I think that if I can get my self a few free weekends of fishing, the kayak as a tool to go fishing in will be a major help in catching quality fish. It is virtually silent, can go pretty much any where, you don't need a boat ramp, no pollution and I think the more that try it the better. From being around this site for the past seven or eight months has totally transformed the way I will be approaching my fishing.

Also, I think that many people can't afford $10 -$15k for a kitted up runabout, but can easily afford $1500 to $2500 for a brilliant yak set up, which is very attractive for easily getting out on the water with.
just my $0.02 worth and am looking forward to meeting up with all existing and future members of AKFF    .


----------



## Chopper (Sep 2, 2006)

Where are the west aussie members ..Need a paddling/peddling partner ...?????    :shock: :shock: :shock: :roll: :roll: :roll: :arrow: :arrow: :?: :?: :?:


----------



## Daveyak (Oct 6, 2005)

Chopper, I've often wondered about that since I joined AKFF. I'll hjave to get up to Perth again in the next month or so & will PM you about a possible about a possible trip when I know I'm heading that way.

There's a couple of members up in Geraldton & probably 6 or 7 in Perth area. Two of us in Albany.

Any time you want to try the south coast, mate... give me a call.


----------



## Yakabe (Dec 16, 2005)

Hey Chopper,

I will be moving back to Perth at the end of January, and I get out as much as possible. I will be definitely looking for some company for some off shore trips and nights searching for Mulloway etc.

Daveyak, I hope to be coming down your way on the trip over in January. Will you be about for a trip?

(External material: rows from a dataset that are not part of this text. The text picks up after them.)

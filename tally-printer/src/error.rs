//! Error types for the printer library

use thiserror::Error;

/// Printer error types
#[derive(Debug, Error)]
pub enum PrintError {
    /// Network connection error
    #[error("Connection failed: {0}")]
    Connection(String),

    /// IO error during printing
    #[error("IO error: {0}")]
    Io(#[from] std::io::Error),

    /// Connection attempt exceeded its deadline
    ///
    /// The display string is part of the UI contract: clients match on
    /// "Connection timeout".
    #[error("Connection timeout")]
    Timeout,

    /// Serial device unavailable or misconfigured
    #[error("Failed to open device: {0}")]
    OpenFailed(String),

    /// Invalid printer configuration
    #[error("Invalid config: {0}")]
    InvalidConfig(String),
}

/// Result type for printer operations
pub type PrintResult<T> = Result<T, PrintError>;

Viva La Revolution. Yakabe.


----------



## Russ (Feb 24, 2006)

Hey Occy if Gatesy is right and that is a 1000% increase :roll: does that mean 1000% more people agree with the rest of us that your a lunatic

:lol:

Well somebody has to ask the tough questions 

Long live the akff

 fishing Russ


----------



## kingfisher111 (Jun 13, 2006)

What impresses me about kayak fishing is how easy it is to just duck off for a few hours or half a day. So many of my fishing mates have tinnies, some have nice little runabouts and a few have huge fishing boats. Even though I generally head out only every second weekend, it`s every second weekend. 8 or 10 hrs on the water on average. Most of my mates only hit the water about 5 or 6 times a year!!!! And they love fishing!! My theory is that they struggle with the planning of a trip, seeing it as just too much effort to set the boat up and fuel and launch and find a fishing partner to help lift etc etc..... Steve.


----------



## andybear (Jan 15, 2006)

Hey Russ,

You must be surely mistaken..... There's no loonies on this forum... how could you say such a thing..kkkkknnnffffff. :lol:

Cheers Andybear :lol:


----------



## Daveyak (Oct 6, 2005)

Yakabe said:


> Daveyak, I hope to be coming down your way on the trip over in January. Will you be about for a trip?


Yakabe, I'm sure to be around in January. Any excuse for a trip... :wink:


----------



## andybear (Jan 15, 2006)

I imagine it is annoying to be delayed by curious onlookers, when you are getting ready to go out. This is where the plan of getting on the water before the sun gets up comes in. A few hours later, when you have had just enough paddling and fishing, and you have a keeper or two, thats when talking kayak becomes great fun. Have you ever noticed that when eyes come up against the scupper holes, there seems to be a look of disbelief. Funny thing is, I have never been asked how come the water doesn't come in and flood, and sink you... you can tell its the question that some want to ask, but the fact you have just been seen to paddle it in seems to negate the need. :?

Well must be off now, have to iron the cat and feed my uniform

Cheers all Andybear :lol:


----------



## victor-victor (Jan 12, 2006)

I have noticed this year, driving North up to Forser from Canberra the number of Kayaks and Canoes loaded on cars. I must have counted over 50 during my trip. Most of these seen were after driving through Sydney heading North.

I don't know how many where used for fishing but I was a suprise to see so many cards carrying Kayaks and Canoes (about 5 kayaks to 1 canoe). The mix of Kayaks for SOT and SIT where pretty even. Past years I was lucky to see one or two if any at all.

Any others noticed this when travelling over Christmas.


----------



## aleg75 (Dec 20, 2005)

I have to echo what Victor says, I spent 6-7 hours in the car heading to Brogo and back, and saw so many yaks on cars, either i am paying more attention to them, or i should buy shares in a yak company!


----------